How to repair a full Unix directory

A few easy techniques quickly bring the situation under control.

By Cameron Laird  Add a new comment

A reader wrote me this week that his bash scripts were complaining "out of memory"; what should he do? It didn't take long to get him moving again.

While my colleague Sandra Henry-Stocker usually covers this territory in her "Unix as a Second Language", the ideas involved in this episode apply nicely in common situations developers and Windows administrators encounter, so I think there is value in reporting them here. My correspondent knew that he wanted to run

    find . -type f -exec grep -i -l -H "keyword" '{}' + | xargs rm -rf

but he was getting "out of memory" because he had millions (!) of files in his directory tree, and, if I understood him correctly, was operating with an older host that only had 256 megabytes of main memory. What should he do?

My first thought:

    INTERMEDIATE_FILE=/tmp/xyz.txt
        # Caution:  this coding is fragile, in that it mishandles filenames which
        # embed blanks.  Accommodating those is a story for another day.
    find . -type f -exec grep -i -l -H "$keyword" {} \; > $INTERMEDIATE_FILE
    for NAME in `cat $INTERMEDIATE_FILE`
    do
        rm -rf $NAME
    done

Did that help? "Yes!", the report came back--well, "yes and no." As I'm a big believer that long journeys begin with small steps, I found more encouragement than discouragement in the answer. Apparently the questioner needed to do several waves of cleanup, and "unrolling" the one-liner with an $INTERMEDIATE_FILE helped with some of the out-of-memory situations, but not all.

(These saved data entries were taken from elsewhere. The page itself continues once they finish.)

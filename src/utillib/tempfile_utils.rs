//! Write output files via a temporary sibling path that is renamed
//! into place once complete, so that readers never see half-written
//! tables.

use std::{
    fs::File,
    io::{BufWriter, Write},
    path::{Path, PathBuf},
};

use anyhow::{anyhow, Context, Result};

use crate::debug;

#[derive(Debug, thiserror::Error)]
pub enum TempfileError {
    #[error("path is missing parent directory part")]
    MissingParent,
    #[error("path is missing file name part")]
    MissingFileName,
}

/// Append a suffix `.tmp~<pid>` to the file name part of
/// `target_path`.
pub fn temp_path(target_path: impl AsRef<Path>) -> Result<PathBuf, TempfileError> {
    let target_path = target_path.as_ref();
    let dir = target_path.parent().ok_or(TempfileError::MissingParent)?;
    let file_name = target_path
        .file_name()
        .ok_or(TempfileError::MissingFileName)?;
    let pid = std::process::id();
    Ok(dir.join(format!("{}.tmp~{pid}", file_name.to_string_lossy())))
}

/// Deletes the path on drop unless `keep` was called.
struct TemporaryFile {
    path: PathBuf,
    keep: bool,
}

impl Drop for TemporaryFile {
    fn drop(&mut self) {
        if !self.keep {
            match std::fs::remove_file(&self.path) {
                Ok(()) => debug!("deleted temporary file {:?}", self.path),
                Err(e) => debug!("error deleting temporary file {:?}: {e:#}", self.path),
            }
        }
    }
}

/// Call `write` with a buffered writer to a temporary file, then
/// flush it and rename it to `target_path`. On errors the temporary
/// file is removed and `target_path` is left untouched.
pub fn write_atomically<T>(
    target_path: &Path,
    write: impl FnOnce(&mut BufWriter<File>) -> Result<T>,
) -> Result<T> {
    let path = temp_path(target_path)
        .with_context(|| anyhow!("invalid output path {target_path:?}"))?;
    let mut tmp = TemporaryFile {
        path: path.clone(),
        keep: false,
    };
    let file = File::create(&path).with_context(|| anyhow!("creating file {path:?}"))?;
    let mut out = BufWriter::new(file);
    let value = write(&mut out)?;
    out.flush()
        .with_context(|| anyhow!("writing to file {path:?}"))?;
    std::fs::rename(&path, target_path)
        .with_context(|| anyhow!("renaming {path:?} to {target_path:?}"))?;
    tmp.keep = true;
    Ok(value)
}

#[cfg(test)]
mod tests {
    use super::*;

    #[test]
    fn t_temp_path() -> Result<()> {
        let p = temp_path("/some/dir/table.csv")?;
        assert_eq!(p.parent(), Some(Path::new("/some/dir")));
        let name = p.file_name().expect("has name").to_string_lossy().to_string();
        assert!(name.starts_with("table.csv.tmp~"));
        Ok(())
    }

    #[test]
    fn t_write_atomically() -> Result<()> {
        let dir = std::env::temp_dir().join(format!("mobench-atomic-{}", std::process::id()));
        std::fs::create_dir_all(&dir)?;
        let target = dir.join("out.txt");
        write_atomically(&target, |out| {
            out.write_all(b"hello\n")?;
            Ok(())
        })?;
        assert_eq!(std::fs::read_to_string(&target)?, "hello\n");

        let res: Result<()> = write_atomically(&dir.join("failing.txt"), |out| {
            out.write_all(b"partial")?;
            anyhow::bail!("giving up")
        });
        assert!(res.is_err());
        assert!(!dir.join("failing.txt").exists());
        assert!(!temp_path(dir.join("failing.txt"))?.exists());

        std::fs::remove_dir_all(&dir)?;
        Ok(())
    }
}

"One step at a time", I thought. After a little more negotiation, we reduced his symptoms to "out of memory" faults with

    ls -1 >> $INTERMEDIATE_FILE

and

    find ./ -size -6k -type f >> $INTERMEDIATE_FILE

Did I have any tricks left for those?

Sure; in fact, I have a history of creating this situation for myself. I often use temporary files for various test automations I run, and, unless I'm scrupulous about cleaning up after the tests, it's easy to find myself with tens of thousands of files named, for example, /tmp/tmp${RANDOM}.log. I've often had so many of these that trying to clean up the mess with rm /tmp/tmp*log does just what my questioner described: complains "out of memory". In a case like this, it's time to "eat the elephant one bite at a time", which translates, in this case, to something like

    rm /tmp/tmp*a*.log
    rm /tmp/tmp*b*.log
       ...
    rm /tmp/tmp*[g-j]*.log
        ...
    rm /tmp/tmp*[A-H]*.log
        ...

In English, the idea is to specify a subset of /tmp/tmp*.log small enough to fit in memory, but large enough to nibble away at the whole list. After slicing out a few "chunks", we quickly reduce the whole collection of remaining /tmp/tmp*.log to a manageable size, where more traditional bash programming can take over.

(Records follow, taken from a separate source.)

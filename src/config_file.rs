//! Loading and saving config files, the format chosen by file
//! extension.

use std::{fmt::Display, io::Write, path::Path};

use anyhow::{anyhow, bail, Context, Result};
use serde::{de::DeserializeOwned, Serialize};

use crate::utillib::tempfile_utils::write_atomically;

/// json5 0.4.1 carries location info in its errors, but does not show
/// it via `Display`.
#[derive(Debug, thiserror::Error)]
pub struct Json5Error(pub json5::Error);

impl Display for Json5Error {
    fn fmt(&self, f: &mut std::fmt::Formatter<'_>) -> std::fmt::Result {
        match &self.0 {
            json5::Error::Message { msg, location } => {
                if let Some(json5::Location { line, column }) = location {
                    write!(f, "{msg} at line:column {line}:{column}")
                } else {
                    f.write_str(msg)
                }
            }
        }
    }
}

pub fn json5_from_str<T: DeserializeOwned>(s: &str) -> Result<T, Json5Error> {
    json5::from_str(s).map_err(Json5Error)
}

#[derive(Debug, Clone, Copy, PartialEq, Eq)]
pub enum ConfigBackend {
    Json5,
    Yaml,
    Ron,
}

impl ConfigBackend {
    pub fn decode<T: DeserializeOwned>(self, s: &str) -> Result<T> {
        Ok(match self {
            ConfigBackend::Json5 => json5_from_str(s)?,
            ConfigBackend::Yaml => serde_yml::from_str(s)?,
            ConfigBackend::Ron => ron::from_str(s)?,
        })
    }

    pub fn encode<T: Serialize>(self, value: &T) -> Result<String> {
        Ok(match self {
            ConfigBackend::Json5 => {
                // json5 0.4 only writes compact output; JSON is valid
                // JSON5, so pretty-print that instead
                serde_json::to_string_pretty(value)?
            }
            ConfigBackend::Yaml => serde_yml::to_string(value)?,
            ConfigBackend::Ron => {
                ron::ser::to_string_pretty(value, ron::ser::PrettyConfig::default())?
            }
        })
    }

    pub fn load_config_file<T: DeserializeOwned>(self, path: &Path) -> Result<T> {
        let s = std::fs::read_to_string(path)
            .with_context(|| anyhow!("loading config file from {path:?}"))?;
        self.decode(&s)
            .with_context(|| anyhow!("decoding {self:?} from config file {path:?}"))
    }

    pub fn save_config_file<T: Serialize>(self, path: &Path, value: &T) -> Result<()> {
        let mut s = self
            .encode(value)
            .with_context(|| anyhow!("encoding config as {self:?}"))?;
        if !s.ends_with('\n') {
            s.push('\n');
        }
        write_atomically(path, |out| {
            out.write_all(s.as_bytes())
                .with_context(|| anyhow!("writing config file to {path:?}"))
        })
    }
}

pub const FILE_EXTENSIONS: &[(&str, ConfigBackend)] = &[
    ("json5", ConfigBackend::Json5),
    ("json", ConfigBackend::Json5),
    ("yml", ConfigBackend::Yaml),
    ("yaml", ConfigBackend::Yaml),
    ("ron", ConfigBackend::Ron),
];

pub fn backend_from_path(path: &Path) -> Result<ConfigBackend> {
    if let Some(ext) = path.extension() {
        if let Some(ext) = ext.to_str() {
            if let Some((_, backend)) = FILE_EXTENSIONS.iter().find(|(e, _b)| *e == ext) {
                Ok(*backend)
            } else {
                bail!("given file path has an unknown extension {ext:?}: {path:?}")
            }
        } else {
            bail!("given file path has an extension that is not unicode: {path:?}")
        }
    } else {
        bail!(
            "given file path does not have an extension \
             for determining the file type: {path:?}"
        )
    }
}

pub fn load_config_file<T: DeserializeOwned>(path: &Path) -> Result<T> {
    backend_from_path(path)?.load_config_file(path)
}

pub fn save_config_file<T: Serialize>(path: &Path, value: &T) -> Result<()> {
    backend_from_path(path)?.save_config_file(path, value)
}

#[cfg(test)]
mod tests {
    use std::collections::BTreeMap;

    use super::*;

    #[test]
    fn t_backend_from_path() -> Result<()> {
        assert_eq!(backend_from_path(Path::new("a/b.json5"))?, ConfigBackend::Json5);
        assert_eq!(backend_from_path(Path::new("b.yaml"))?, ConfigBackend::Yaml);
        assert_eq!(backend_from_path(Path::new("b.ron"))?, ConfigBackend::Ron);
        assert!(backend_from_path(Path::new("b.toml")).is_err());
        assert!(backend_from_path(Path::new("config")).is_err());
        Ok(())
    }

    #[test]
    fn t_json5_error_location() {
        let res: Result<BTreeMap<String, u32>, _> = json5_from_str("{\n  a: 1,\n  b: x\n}");
        let msg = res.expect_err("invalid input").to_string();
        assert!(msg.contains("at line:column 3:"), "{msg}");
    }

    #[test]
    fn t_string_round_trip() -> Result<()> {
        let value: BTreeMap<String, Vec<u32>> =
            [("a".to_string(), vec![1, 2]), ("b".to_string(), vec![])]
                .into_iter()
                .collect();
        for (_, backend) in FILE_EXTENSIONS {
            let s = backend.encode(&value)?;
            let back: BTreeMap<String, Vec<u32>> = backend.decode(&s)?;
            assert_eq!(back, value, "{backend:?}");
        }
        Ok(())
    }
}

For find, a homologous approach would be something like

    find . -name "*a*" -size -6k -type f >> $INTERMEDIATE_FILE
    find . -name "*[bc]*" -size 6k -type f >> $INTERMEDIATE_FILE
        ...

The excitement wasn't quite over yet, of course; situations like this seem always to have "loose ends". In the case of my questioner, he had many files whose names included non-ASCII Unicode characters. I've got plenty of tricks for dealing with those, too, including switching to Tcl for my scripting. This time, though, we started with the files whose names were easy to express, processed all of them, and then determined, to my non-surprise, that the residuum which remained was small enough that the questioner could use his usual bash coding skills. Mission accomplished.

What's the conclusion? I don't have a particularly polished aphorism to summarize what happened. I do know, though, that many cases that look like "show-stoppers" the first time encountered turn out to be easy to solve for someone with just a little more experience. If you're feeling stuck, be clear with yourself what your true requirements are, what you're getting, and what appears to constrain you. Ask for help; someone else, with a different perspective, might quickly see a way to fit together all the elements of your problem to make a solution.

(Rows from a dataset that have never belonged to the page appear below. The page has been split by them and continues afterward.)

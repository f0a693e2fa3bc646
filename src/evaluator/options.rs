//! Options parameterizing the evaluation (excludes subcommands or
//! similar, those remain in src/bin/*.rs).

use std::path::PathBuf;

use anyhow::Result;

use crate::{aggregate::GroupingDimension, experiment::ExperimentConfig};

#[derive(clap::Args, Debug)]
pub struct ConfigOpts {
    /// Path to the experiment description (.json5, .json, .yml,
    /// .yaml or .ron). Without it, the built-in experiment (15
    /// Brandimarte instances, 6 solvers, 10 seeds, 3 metrics) is
    /// used.
    #[clap(short, long)]
    pub config: Option<PathBuf>,
}

impl ConfigOpts {
    pub fn load(&self) -> Result<ExperimentConfig> {
        ExperimentConfig::load(self.config.as_deref())
    }
}

#[derive(clap::Args, Debug)]
pub struct ShowOpts {
    /// Print tab-separated values, without padding and colors
    #[clap(long)]
    pub tsv: bool,

    /// The grouping dimension to show: none, jobs, machines,
    /// operations or objectives
    #[clap(long, default_value = "none")]
    pub by: GroupingDimension,
}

There's also a lesson here about craft-work that I don't yet know how to put into words. Part of the difference between "textbook learning" and the kind of professional training that diesel mechanics, physicians, lawyers, and plumbers all practice has to do with learning how to handle novel situations. It involves thorough apprenticeship in the basics, followed by exposure to progressively more challenging variations. If rm * doesn't give you what you want, break down the * part into pieces small enough to handle.